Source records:
# # # # #

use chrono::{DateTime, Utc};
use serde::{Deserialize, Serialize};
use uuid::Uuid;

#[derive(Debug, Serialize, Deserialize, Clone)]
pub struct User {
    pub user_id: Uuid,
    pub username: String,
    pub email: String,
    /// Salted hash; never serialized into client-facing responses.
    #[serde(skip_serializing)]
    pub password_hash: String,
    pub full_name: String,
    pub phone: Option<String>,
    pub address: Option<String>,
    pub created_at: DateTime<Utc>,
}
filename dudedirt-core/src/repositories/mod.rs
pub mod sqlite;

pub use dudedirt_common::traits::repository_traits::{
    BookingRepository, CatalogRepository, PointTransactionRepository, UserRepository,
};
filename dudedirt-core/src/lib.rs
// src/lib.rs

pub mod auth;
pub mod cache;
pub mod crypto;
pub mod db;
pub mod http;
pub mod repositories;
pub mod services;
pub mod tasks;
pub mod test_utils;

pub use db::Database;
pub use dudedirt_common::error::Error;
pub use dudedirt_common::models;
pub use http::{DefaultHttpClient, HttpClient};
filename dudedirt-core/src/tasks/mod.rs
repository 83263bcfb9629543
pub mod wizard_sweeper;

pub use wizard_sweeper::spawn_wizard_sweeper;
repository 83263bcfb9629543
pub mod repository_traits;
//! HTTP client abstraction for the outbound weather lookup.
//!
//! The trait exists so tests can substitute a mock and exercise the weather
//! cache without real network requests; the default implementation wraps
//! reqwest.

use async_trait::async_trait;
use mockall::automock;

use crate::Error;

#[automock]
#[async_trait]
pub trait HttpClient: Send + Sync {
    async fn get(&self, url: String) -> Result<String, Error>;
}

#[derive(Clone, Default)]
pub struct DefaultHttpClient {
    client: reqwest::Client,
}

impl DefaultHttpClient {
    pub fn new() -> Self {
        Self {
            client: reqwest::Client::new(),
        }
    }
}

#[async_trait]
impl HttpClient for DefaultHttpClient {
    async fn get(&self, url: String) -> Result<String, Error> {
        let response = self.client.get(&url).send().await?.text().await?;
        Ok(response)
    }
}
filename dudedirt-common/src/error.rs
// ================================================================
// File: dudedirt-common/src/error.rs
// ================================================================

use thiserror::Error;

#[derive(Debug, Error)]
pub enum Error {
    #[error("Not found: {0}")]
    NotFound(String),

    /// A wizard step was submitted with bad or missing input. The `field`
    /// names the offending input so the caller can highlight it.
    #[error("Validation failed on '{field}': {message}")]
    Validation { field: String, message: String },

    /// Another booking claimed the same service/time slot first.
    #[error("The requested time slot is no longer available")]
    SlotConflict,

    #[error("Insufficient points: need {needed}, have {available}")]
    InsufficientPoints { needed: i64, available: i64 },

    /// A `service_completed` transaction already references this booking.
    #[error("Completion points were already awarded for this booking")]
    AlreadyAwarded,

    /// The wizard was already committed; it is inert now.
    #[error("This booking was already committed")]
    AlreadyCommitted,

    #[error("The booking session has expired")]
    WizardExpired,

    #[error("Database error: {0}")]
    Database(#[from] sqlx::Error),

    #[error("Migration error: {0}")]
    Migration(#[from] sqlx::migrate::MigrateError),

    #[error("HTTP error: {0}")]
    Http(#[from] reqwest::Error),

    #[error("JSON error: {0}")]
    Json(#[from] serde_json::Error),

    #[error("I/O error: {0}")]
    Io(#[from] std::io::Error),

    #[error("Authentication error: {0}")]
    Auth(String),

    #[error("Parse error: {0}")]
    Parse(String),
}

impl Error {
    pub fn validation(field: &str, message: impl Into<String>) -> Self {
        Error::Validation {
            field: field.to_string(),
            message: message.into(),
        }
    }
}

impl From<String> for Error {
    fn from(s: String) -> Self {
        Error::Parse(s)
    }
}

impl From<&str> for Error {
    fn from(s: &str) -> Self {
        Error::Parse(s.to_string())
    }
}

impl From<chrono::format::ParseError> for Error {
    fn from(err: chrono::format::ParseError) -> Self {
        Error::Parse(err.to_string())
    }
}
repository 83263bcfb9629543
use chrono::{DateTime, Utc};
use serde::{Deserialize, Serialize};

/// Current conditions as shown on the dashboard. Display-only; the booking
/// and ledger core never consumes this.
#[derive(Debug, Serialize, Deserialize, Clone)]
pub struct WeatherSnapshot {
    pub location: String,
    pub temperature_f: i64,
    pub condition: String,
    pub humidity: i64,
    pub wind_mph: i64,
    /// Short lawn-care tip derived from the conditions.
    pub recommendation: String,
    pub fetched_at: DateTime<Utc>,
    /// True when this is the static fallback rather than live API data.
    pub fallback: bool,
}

# # # # #

## TASK
In full and without alteration, write out each record.

## YOUR RESPONSE
use chrono::{DateTime, Utc};
use serde::{Deserialize, Serialize};
use uuid::Uuid;

#[derive(Debug, Serialize, Deserialize, Clone)]
pub struct User {
    pub user_id: Uuid,
    pub username: String,
    pub email: String,
    /// Salted hash; never serialized into client-facing responses.
    #[serde(skip_serializing)]
    pub password_hash: String,
    pub full_name: String,
    pub phone: Option<String>,
    pub address: Option<String>,
    pub created_at: DateTime<Utc>,
}
filename dudedirt-core/src/repositories/mod.rs
pub mod sqlite;

pub use dudedirt_common::traits::repository_traits::{
    BookingRepository, CatalogRepository, PointTransactionRepository, UserRepository,
};
filename dudedirt-core/src/lib.rs
// src/lib.rs

pub mod auth;
pub mod cache;
pub mod crypto;
pub mod db;
pub mod http;
pub mod repositories;
pub mod services;
pub mod tasks;
pub mod test_utils;

pub use db::Database;
pub use dudedirt_common::error::Error;
pub use dudedirt_common::models;
pub use http::{DefaultHttpClient, HttpClient};
filename dudedirt-core/src/tasks/mod.rs
repository 83263bcfb9629543
pub mod wizard_sweeper;

pub use wizard_sweeper::spawn_wizard_sweeper;
repository 83263bcfb9629543
pub mod repository_traits;
//! HTTP client abstraction for the outbound weather lookup.
//!
//! The trait exists so tests can substitute a mock and exercise the weather
//! cache without real network requests; the default implementation wraps
//! reqwest.

use async_trait::async_trait;
use mockall::automock;

use crate::Error;

#[automock]
#[async_trait]
pub trait HttpClient: Send + Sync {
    async fn get(&self, url: String) -> Result<String, Error>;
}

#[derive(Clone, Default)]
pub struct DefaultHttpClient {
    client: reqwest::Client,
}

impl DefaultHttpClient {
    pub fn new() -> Self {
        Self {
            client: reqwest::Client::new(),
        }
    }
}

#[async_trait]
impl HttpClient for DefaultHttpClient {
    async fn get(&self, url: String) -> Result<String, Error> {
        let response = self.client.get(&url).send().await?.text().await?;
        Ok(response)
    }
}
filename dudedirt-common/src/error.rs
// ================================================================
// File: dudedirt-common/src/error.rs
// ================================================================

use thiserror::Error;

#[derive(Debug, Error)]
pub enum Error {
    #[error("Not found: {0}")]
    NotFound(String),

    /// A wizard step was submitted with bad or missing input. The `field`
    /// names the offending input so the caller can highlight it.
    #[error("Validation failed on '{field}': {message}")]
    Validation { field: String, message: String },

    /// Another booking claimed the same service/time slot first.
    #[error("The requested time slot is no longer available")]
    SlotConflict,

    #[error("Insufficient points: need {needed}, have {available}")]
    InsufficientPoints { needed: i64, available: i64 },

    /// A `service_completed` transaction already references this booking.
    #[error("Completion points were already awarded for this booking")]
    AlreadyAwarded,

    /// The wizard was already committed; it is inert now.
    #[error("This booking was already committed")]
    AlreadyCommitted,

    #[error("The booking session has expired")]
    WizardExpired,

    #[error("Database error: {0}")]
    Database(#[from] sqlx::Error),

    #[error("Migration error: {0}")]
    Migration(#[from] sqlx::migrate::MigrateError),

    #[error("HTTP error: {0}")]
    Http(#[from] reqwest::Error),

    #[error("JSON error: {0}")]
    Json(#[from] serde_json::Error),

    #[error("I/O error: {0}")]
    Io(#[from] std::io::Error),

    #[error("Authentication error: {0}")]
    Auth(String),

    #[error("Parse error: {0}")]
    Parse(String),
}

impl Error {
    pub fn validation(field: &str, message: impl Into<String>) -> Self {
        Error::Validation {
            field: field.to_string(),
            message: message.into(),
        }
    }
}

impl From<String> for Error {
    fn from(s: String) -> Self {
        Error::Parse(s)
    }
}

impl From<&str> for Error {
    fn from(s: &str) -> Self {
        Error::Parse(s.to_string())
    }
}

impl From<chrono::format::ParseError> for Error {
    fn from(err: chrono::format::ParseError) -> Self {
        Error::Parse(err.to_string())
    }
}
repository 83263bcfb9629543
use chrono::{DateTime, Utc};
use serde::{Deserialize, Serialize};

/// Current conditions as shown on the dashboard. Display-only; the booking
/// and ledger core never consumes this.
#[derive(Debug, Serialize, Deserialize, Clone)]
pub struct WeatherSnapshot {
    pub location: String,
    pub temperature_f: i64,
    pub condition: String,
    pub humidity: i64,
    pub wind_mph: i64,
    /// Short lawn-care tip derived from the conditions.
    pub recommendation: String,
    pub fetched_at: DateTime<Utc>,
    /// True when this is the static fallback rather than live API data.
    pub fallback: bool,
}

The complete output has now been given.